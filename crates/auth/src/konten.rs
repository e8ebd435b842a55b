//! Konto-Verwaltung (Credential-Store)
//!
//! Kapselt die Repositories und den Passwort-Hasher. Passwort-Hashes
//! verlassen dieses Modul nie; nach aussen gehen nur `Principal`,
//! `Kunde` und `Administrator`.
//!
//! E-Mail-Adressen werden vor jedem Zugriff getrimmt und klein geschrieben.

use std::sync::Arc;

use serde::Deserialize;
use uuid::Uuid;

use shopwerk_core::{AdminRolle, Administrator, Kunde, Principal, PrincipalArt};
use shopwerk_db::{
    models::{NeuerAdministrator, NeuerKunde},
    AdministratorRepository, KundenRepository,
};

use crate::{
    error::{AuthError, AuthResult},
    password::PasswortHasher,
};

/// Normalisiert eine E-Mail-Adresse (trim + lowercase)
pub fn email_normalisieren(email: &str) -> String {
    email.trim().to_lowercase()
}

/// Eingabe fuer eine Kunden-Registrierung
#[derive(Clone, Deserialize)]
pub struct KundenRegistrierung {
    pub first_name: String,
    pub last_name: String,
    pub email: String,
    #[serde(rename = "password")]
    pub passwort: String,
    #[serde(default)]
    pub phone: Option<String>,
    #[serde(default)]
    pub address: Option<String>,
}

/// Eingabe zum Anlegen eines Administrators
#[derive(Clone, Deserialize)]
pub struct AdministratorAnlage {
    pub first_name: String,
    pub last_name: String,
    pub email: String,
    #[serde(rename = "password")]
    pub passwort: String,
    /// Fehlt die Rolle, wird `admin` vergeben
    #[serde(default)]
    pub role: Option<AdminRolle>,
}

/// Credential-Store ueber Kunden- und Administrator-Tabellen
pub struct KontoService<S> {
    speicher: Arc<S>,
    hasher: PasswortHasher,
}

impl<S> KontoService<S>
where
    S: KundenRepository + AdministratorRepository,
{
    pub fn neu(speicher: Arc<S>, hasher: PasswortHasher) -> Self {
        Self { speicher, hasher }
    }

    /// Legt einen Kunden an
    ///
    /// Bei bereits vergebener E-Mail: `EmailVergeben`, es entsteht keine Zeile.
    pub async fn kunde_anlegen(&self, eingabe: KundenRegistrierung) -> AuthResult<Kunde> {
        let email = email_normalisieren(&eingabe.email);
        let hash = self.hasher.hashen_async(eingabe.passwort).await?;

        let ergebnis = self
            .speicher
            .create_customer(NeuerKunde {
                first_name: &eingabe.first_name,
                last_name: &eingabe.last_name,
                email: &email,
                password_hash: &hash,
                phone: eingabe.phone.as_deref(),
                address: eingabe.address.as_deref(),
            })
            .await;

        match ergebnis {
            Ok(record) => {
                tracing::info!(kunde_id = %record.id, "Kunde angelegt");
                Ok(record.in_kunde())
            }
            Err(e) if e.ist_eindeutigkeit() => Err(AuthError::EmailVergeben(email)),
            Err(e) => Err(e.into()),
        }
    }

    /// Legt einen Administrator an; ohne Rollenangabe mit Rolle `admin`
    pub async fn administrator_anlegen(
        &self,
        eingabe: AdministratorAnlage,
    ) -> AuthResult<Administrator> {
        let email = email_normalisieren(&eingabe.email);
        let role = eingabe.role.unwrap_or_default();
        let hash = self.hasher.hashen_async(eingabe.passwort).await?;

        let ergebnis = self
            .speicher
            .create_administrator(NeuerAdministrator {
                first_name: &eingabe.first_name,
                last_name: &eingabe.last_name,
                email: &email,
                password_hash: &hash,
                role,
            })
            .await;

        match ergebnis {
            Ok(record) => {
                tracing::info!(
                    admin_id = %record.id,
                    rolle = %record.role,
                    "Administrator angelegt"
                );
                Ok(record.in_administrator())
            }
            Err(e) if e.ist_eindeutigkeit() => Err(AuthError::EmailVergeben(email)),
            Err(e) => Err(e.into()),
        }
    }

    /// Sucht einen aktiven Principal anhand der E-Mail
    pub async fn nach_email_finden(
        &self,
        art: PrincipalArt,
        email: &str,
    ) -> AuthResult<Option<Principal>> {
        let email = email_normalisieren(email);
        Ok(self
            .anmeldedaten_laden(art, &email)
            .await?
            .map(|(principal, _)| principal))
    }

    /// Sucht einen aktiven Principal anhand der ID
    pub async fn nach_id_finden(
        &self,
        art: PrincipalArt,
        id: Uuid,
    ) -> AuthResult<Option<Principal>> {
        let principal = match art {
            PrincipalArt::Kunde => self
                .speicher
                .find_customer_by_id(id)
                .await?
                .map(|r| r.in_principal()),
            PrincipalArt::Administrator => self
                .speicher
                .find_administrator_by_id(id)
                .await?
                .map(|r| r.in_principal()),
        };
        Ok(principal)
    }

    /// Prueft E-Mail und Passwort
    ///
    /// Unbekannte E-Mail, inaktives Konto und falsches Passwort ergeben
    /// denselben Fehler. Bei unbekannter E-Mail wird gegen einen
    /// Dummy-Hash verifiziert, damit die Laufzeit vergleichbar bleibt.
    pub async fn anmeldedaten_pruefen(
        &self,
        art: PrincipalArt,
        email: &str,
        passwort: &str,
    ) -> AuthResult<Principal> {
        let email = email_normalisieren(email);
        let geladen = self.anmeldedaten_laden(art, &email).await?;

        let (principal, hash) = match geladen {
            Some((p, h)) => (Some(p), Some(h)),
            None => (None, None),
        };

        let korrekt = self
            .hasher
            .verifizieren_async(passwort.to_string(), hash)
            .await?;

        match principal {
            Some(p) if korrekt => Ok(p),
            _ => {
                tracing::warn!(art = %art, "Fehlgeschlagener Anmeldeversuch");
                Err(AuthError::UngueltigeAnmeldedaten)
            }
        }
    }

    async fn anmeldedaten_laden(
        &self,
        art: PrincipalArt,
        email: &str,
    ) -> AuthResult<Option<(Principal, String)>> {
        let geladen = match art {
            PrincipalArt::Kunde => self
                .speicher
                .find_customer_by_email(email)
                .await?
                .map(|mut r| {
                    let hash = std::mem::take(&mut r.password_hash);
                    (r.in_principal(), hash)
                }),
            PrincipalArt::Administrator => self
                .speicher
                .find_administrator_by_email(email)
                .await?
                .map(|mut r| {
                    let hash = std::mem::take(&mut r.password_hash);
                    (r.in_principal(), hash)
                }),
        };
        Ok(geladen)
    }

    /// Deaktiviert ein Konto (weiches Loeschen)
    pub async fn deaktivieren(&self, art: PrincipalArt, id: Uuid) -> AuthResult<()> {
        self.aktiv_setzen(art, id, false).await
    }

    /// Reaktiviert ein deaktiviertes Konto
    pub async fn reaktivieren(&self, art: PrincipalArt, id: Uuid) -> AuthResult<()> {
        self.aktiv_setzen(art, id, true).await
    }

    async fn aktiv_setzen(&self, art: PrincipalArt, id: Uuid, aktiv: bool) -> AuthResult<()> {
        let betroffen = match art {
            PrincipalArt::Kunde => self.speicher.set_customer_active(id, aktiv).await?,
            PrincipalArt::Administrator => {
                self.speicher.set_administrator_active(id, aktiv).await?
            }
        };
        if !betroffen {
            return Err(AuthError::KontoNichtGefunden(id.to_string()));
        }
        tracing::info!(art = %art, id = %id, aktiv, "Konto-Status geaendert");
        Ok(())
    }

    /// Setzt den letzten Zugriff eines Administrators auf jetzt
    pub async fn letzten_zugriff_setzen(&self, admin_id: Uuid) -> AuthResult<()> {
        self.speicher.touch_last_access(admin_id).await?;
        Ok(())
    }

    /// Legt den ersten Super-Administrator an, falls die E-Mail noch
    /// keinem Administrator gehoert. Gibt `true` zurueck wenn angelegt.
    pub async fn super_admin_sicherstellen(&self, eingabe: AdministratorAnlage) -> AuthResult<bool> {
        let email = email_normalisieren(&eingabe.email);
        if self.speicher.administrator_email_exists(&email).await? {
            tracing::debug!("Bootstrap-Administrator existiert bereits");
            return Ok(false);
        }

        self.administrator_anlegen(AdministratorAnlage {
            role: Some(AdminRolle::SuperAdmin),
            ..eingabe
        })
        .await?;
        Ok(true)
    }
}
//! Aussendarstellung authentifizierter Principals
//!
//! Diese Typen verlassen den Credential-Store und werden an Route-Handler
//! und in JSON-Antworten weitergegeben. Sie enthalten bewusst keinen
//! Passwort-Hash; die DB-Records bieten dafuer `in_principal()`.

use chrono::{DateTime, Utc};
use serde::{Deserialize, Serialize};
use uuid::Uuid;

use crate::types::{AdminRolle, PrincipalArt};

/// Kunde ohne Credential
#[derive(Debug, Clone, PartialEq, Serialize, Deserialize)]
pub struct Kunde {
    pub id: Uuid,
    pub first_name: String,
    pub last_name: String,
    pub email: String,
    pub phone: Option<String>,
    pub address: Option<String>,
    pub created_at: DateTime<Utc>,
    pub is_active: bool,
}

/// Administrator ohne Credential
#[derive(Debug, Clone, PartialEq, Serialize, Deserialize)]
pub struct Administrator {
    pub id: Uuid,
    pub first_name: String,
    pub last_name: String,
    pub email: String,
    pub role: AdminRolle,
    pub created_at: DateTime<Utc>,
    pub last_access: Option<DateTime<Utc>>,
    pub is_active: bool,
}

/// Ein authentifizierter Akteur
#[derive(Debug, Clone, PartialEq, Serialize, Deserialize)]
#[serde(tag = "kind", rename_all = "snake_case")]
pub enum Principal {
    #[serde(rename = "user")]
    Kunde(Kunde),
    #[serde(rename = "admin")]
    Administrator(Administrator),
}

impl Principal {
    pub fn id(&self) -> Uuid {
        match self {
            Self::Kunde(k) => k.id,
            Self::Administrator(a) => a.id,
        }
    }

    pub fn art(&self) -> PrincipalArt {
        match self {
            Self::Kunde(_) => PrincipalArt::Kunde,
            Self::Administrator(_) => PrincipalArt::Administrator,
        }
    }

    pub fn ist_aktiv(&self) -> bool {
        match self {
            Self::Kunde(k) => k.is_active,
            Self::Administrator(a) => a.is_active,
        }
    }

    pub fn email(&self) -> &str {
        match self {
            Self::Kunde(k) => &k.email,
            Self::Administrator(a) => &a.email,
        }
    }

    /// Gibt den Administrator zurueck, falls der Principal einer ist
    pub fn als_administrator(&self) -> Option<&Administrator> {
        match self {
            Self::Administrator(a) => Some(a),
            Self::Kunde(_) => None,
        }
    }
}
//! REST-Handler fuer Administratoren

use axum::{
    extract::{Path, State},
    http::StatusCode,
    response::{IntoResponse, Json},
    Extension,
};

use shopwerk_auth::{AdministratorAnlage, Anmeldung};
use shopwerk_core::{Principal, PrincipalArt};
use shopwerk_db::models::SitzungRecord;

use crate::{
    error::{ApiError, ApiResult},
    extract::{id_parsen, JsonBody},
    handlers::auth::{anmeldung_zaehlen, AnmeldeBody},
    middleware::Angemeldet,
    ApiState,
};

/// `POST /v1/admin/auth/login`
pub async fn anmelden(
    State(state): State<ApiState>,
    JsonBody(body): JsonBody<AnmeldeBody>,
) -> ApiResult<Json<Anmeldung>> {
    let ergebnis = state
        .auth
        .administrator_anmelden(&body.email, &body.password)
        .await;
    anmeldung_zaehlen(&state, PrincipalArt::Administrator, &ergebnis);
    Ok(Json(ergebnis?))
}

/// `GET /v1/admin/me`
pub async fn ich(Extension(angemeldet): Extension<Angemeldet>) -> Json<Principal> {
    Json(angemeldet.principal)
}

/// `POST /v1/admin/administrators` (Berechtigung `create_admins`)
pub async fn administrator_anlegen(
    State(state): State<ApiState>,
    Extension(angemeldet): Extension<Angemeldet>,
    JsonBody(body): JsonBody<AdministratorAnlage>,
) -> ApiResult<impl IntoResponse> {
    let admin = state.auth.administrator_anlegen(body).await?;
    tracing::info!(
        angelegt_von = %angemeldet.principal.id(),
        admin_id = %admin.id,
        "Administrator ueber API angelegt"
    );
    Ok((StatusCode::CREATED, Json(admin)))
}

async fn status_aendern(
    state: &ApiState,
    angemeldet: &Angemeldet,
    art: PrincipalArt,
    id: &str,
    aktiv: bool,
) -> ApiResult<StatusCode> {
    let id = id_parsen(id)?;
    if aktiv {
        state.auth.konto_reaktivieren(art, id).await?;
    } else {
        state.auth.konto_deaktivieren(art, id).await?;
    }
    tracing::info!(
        ausgefuehrt_von = %angemeldet.principal.id(),
        art = %art,
        id = %id,
        aktiv,
        "Konto-Status ueber API geaendert"
    );
    Ok(StatusCode::NO_CONTENT)
}

/// `POST /v1/admin/administrators/:id/deactivate` (Berechtigung `update_admins`)
pub async fn administrator_deaktivieren(
    State(state): State<ApiState>,
    Extension(angemeldet): Extension<Angemeldet>,
    Path(id): Path<String>,
) -> ApiResult<StatusCode> {
    status_aendern(&state, &angemeldet, PrincipalArt::Administrator, &id, false).await
}

/// `POST /v1/admin/administrators/:id/reactivate` (Berechtigung `update_admins`)
pub async fn administrator_reaktivieren(
    State(state): State<ApiState>,
    Extension(angemeldet): Extension<Angemeldet>,
    Path(id): Path<String>,
) -> ApiResult<StatusCode> {
    status_aendern(&state, &angemeldet, PrincipalArt::Administrator, &id, true).await
}

/// `POST /v1/admin/customers/:id/deactivate` (Berechtigung `update_users`)
pub async fn kunde_deaktivieren(
    State(state): State<ApiState>,
    Extension(angemeldet): Extension<Angemeldet>,
    Path(id): Path<String>,
) -> ApiResult<StatusCode> {
    status_aendern(&state, &angemeldet, PrincipalArt::Kunde, &id, false).await
}

/// `POST /v1/admin/customers/:id/reactivate` (Berechtigung `update_users`)
pub async fn kunde_reaktivieren(
    State(state): State<ApiState>,
    Extension(angemeldet): Extension<Angemeldet>,
    Path(id): Path<String>,
) -> ApiResult<StatusCode> {
    status_aendern(&state, &angemeldet, PrincipalArt::Kunde, &id, true).await
}

/// `GET /v1/admin/sessions/:kind/:id` (nur Super-Admin)
pub async fn sitzungen(
    State(state): State<ApiState>,
    Path((kind, id)): Path<(String, String)>,
) -> ApiResult<Json<Vec<SitzungRecord>>> {
    let art: PrincipalArt = kind.parse().map_err(ApiError::UngueltigeAnfrage)?;
    let id = id_parsen(&id)?;
    Ok(Json(state.auth.sitzungen_fuer(id, art).await?))
}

────────────────────────────────────────

TASK — Return only the lines of the records in which the string "SitzungRecord" appears.

RESULT —
use shopwerk_db::models::SitzungRecord;
) -> ApiResult<Json<Vec<SitzungRecord>>> {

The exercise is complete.